Sometimes evaluation continues for years after the program ends to see if program effects are sustained over time. Some evaluations can be conducted in a relatively short period of time. For example, during an education program we may use a pretest-posttest design with a comparison group, and complete our data collection immediately after the posttest is completed at the end of the program.

In other circumstances, we may want to add a follow-up to see if the effects of the program last. The longer the span of the evaluation, the more it will cost. This is because we will have to find the people again and assess them again, both of which cost money.


While the cost of evaluation greatly varies, as a general rule, the more money you are willing to invest in an evaluation, the more useful the information that you will obtain about your program's effectiveness will be.1

Some of the factors that effect cost relate to who is actually conducting the evaluation, while others relate to the sheer logistics of collecting data and the type of analysis being conducted. The following elements will greatly impact the cost of your evaluation:

  • Consultant Experience and Education
  • Geographic location
  • Design Issues

For large, complex programs, it may be wise to hire professional evaluators to conduct the evaluation. For more about hiring outside consultants to conduct evaluations, see the next section, Decide Who Will Conduct the Evaluation.

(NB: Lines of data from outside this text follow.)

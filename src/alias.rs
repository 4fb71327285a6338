//! Vendor-prefix and alternate-name alias injection
//!
//! Support records such as `{ "prefix": "-moz-", ... }` or
//! `{ "alternative_name": "word-wrap", ... }` mean the term is also reachable
//! under another spelling. The resolver adds a synthetic sibling for every
//! such spelling that points back at the canonical term, and marks the
//! canonical term itself so callers can ask "has aliases" uniformly.
//!
//! Reserved snapshot keys never become tree children, so only real terms
//! are visited.

use crate::database::{AliasLink, CompatNode, CompatTable, CONTEXT_SUFFIX};
use serde::Serialize;

#[derive(Debug, Clone, Copy, Default, PartialEq, Eq, Serialize)]
pub struct AliasStats {
    /// Terms that gained at least one alias
    pub canonical_terms: usize,
    /// Alias spellings pointing at a canonical term
    pub aliases: usize,
}

pub struct AliasResolver;

impl AliasResolver {
    pub fn new() -> Self {
        Self
    }

    /// Inject aliases everywhere below `root`. Running it again is a no-op.
    pub fn flatten(&self, root: &mut CompatNode) -> AliasStats {
        let mut stats = AliasStats::default();
        self.flatten_node(root, &mut stats);
        stats
    }

    fn flatten_node(&self, parent: &mut CompatNode, stats: &mut AliasStats) {
        for child in parent.children.values_mut() {
            if !child.is_alias() {
                self.flatten_node(child, stats);
            }
        }

        let mut discovered = Vec::new();
        for (key, child) in &parent.children {
            // Context tables describe their parent, not a term of their own
            if child.is_alias() || child.name.ends_with(CONTEXT_SUFFIX) {
                continue;
            }
            let Some(table) = child.table.as_ref().and_then(|source| source.primary()) else {
                continue;
            };
            let aliases = self.find_aliases(table, &child.name);
            if !aliases.is_empty() {
                discovered.push((key.clone(), child.name.clone(), aliases));
            }
        }

        for (canonical_key, canonical_name, aliases) in discovered {
            if let Some(canonical) = parent.children.get_mut(&canonical_key) {
                canonical.alias = Some(AliasLink::Canonical);
            }
            stats.canonical_terms += 1;

            for alias in aliases {
                let alias_key = alias.to_lowercase();
                if alias_key == canonical_key {
                    continue;
                }

                if let Some(existing) = parent.children.get(&alias_key) {
                    match &existing.alias {
                        Some(AliasLink::AliasOf(target)) if *target == canonical_name => {
                            stats.aliases += 1;
                        }
                        _ => log::debug!(
                            "Alias '{}' of '{}' collides with an existing term; keeping the existing term",
                            alias,
                            canonical_name
                        ),
                    }
                    continue;
                }

                log::trace!("Alias '{}' -> '{}'", alias, canonical_name);
                parent
                    .children
                    .insert(alias_key, CompatNode::alias_of(alias, canonical_name.clone()));
                stats.aliases += 1;
            }
        }
    }

    /// Every distinct alias spelling named by the table's support records
    fn find_aliases(&self, table: &CompatTable, canonical: &str) -> Vec<String> {
        let mut aliases: Vec<String> = Vec::new();
        for records in table.support.values() {
            for record in records {
                if let Some(alias) = record.alias_name(canonical) {
                    if !aliases.iter().any(|a| a.eq_ignore_ascii_case(&alias)) {
                        aliases.push(alias);
                    }
                }
            }
        }
        aliases
    }
}

impl Default for AliasResolver {
    fn default() -> Self {
        Self::new()
    }
}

Before getting started, ask yourself these questions to help you decide what kind of staff will be required for your evaluation.

  • What tasks are involved? (e.g., correspondence, recruiting participants, scheduling rooms, interviewing, keeping track of data and consent, data processing, etc.)
  • Who will oversee the effort?
  • What does the organizational chart look like?
  • Will you need to hire any outside vendors?
  • Who will select and manage the vendors?
  • Will the vendors be consultants or actually perform the tasks?

For more about how to hire an evaluator, see the next section, Decide Who Will Conduct the Evaluation.

Supplies and Administration

Here is a list of just a few of the supplies and administrative tasks you can expect to need, or be involved in, for your evaluation.

  • Recruitment materials
  • Meeting rooms
  • Data collection instrument development, duplication, and dissemination
  • Recording devices and tapes
  • Communications
  • Reports
  • Transportation
  • Incentives for participants
  • Follow-ups

1. Source: Child Outcomes Research and Evaluation Team. (n.d.). What is program evaluation? In The program manager's guide to evaluation. Retrieved January 25, 2004 from the Administration for Children and Families web site.